(Dataset entries)
--- START ---

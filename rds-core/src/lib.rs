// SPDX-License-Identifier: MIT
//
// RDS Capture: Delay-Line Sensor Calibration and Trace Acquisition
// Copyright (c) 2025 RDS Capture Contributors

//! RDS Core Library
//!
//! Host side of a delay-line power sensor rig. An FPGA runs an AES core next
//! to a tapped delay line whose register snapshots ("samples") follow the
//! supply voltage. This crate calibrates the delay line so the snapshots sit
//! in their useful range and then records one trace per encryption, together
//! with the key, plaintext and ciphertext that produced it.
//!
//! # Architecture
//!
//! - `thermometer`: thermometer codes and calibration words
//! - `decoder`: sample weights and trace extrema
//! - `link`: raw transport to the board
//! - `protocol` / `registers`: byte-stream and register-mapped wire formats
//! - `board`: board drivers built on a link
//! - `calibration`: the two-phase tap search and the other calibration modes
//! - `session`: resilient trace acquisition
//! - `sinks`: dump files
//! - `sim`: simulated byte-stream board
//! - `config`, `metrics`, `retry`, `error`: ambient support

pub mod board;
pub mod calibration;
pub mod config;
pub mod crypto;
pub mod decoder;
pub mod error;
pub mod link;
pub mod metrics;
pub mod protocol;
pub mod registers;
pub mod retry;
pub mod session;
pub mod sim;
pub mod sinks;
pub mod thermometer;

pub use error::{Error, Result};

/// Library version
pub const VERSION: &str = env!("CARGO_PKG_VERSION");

--- END ---

### Work order:
Among the entries above, count the lines that contain the word "config" and give the number by itself.

### Finished exercise:
2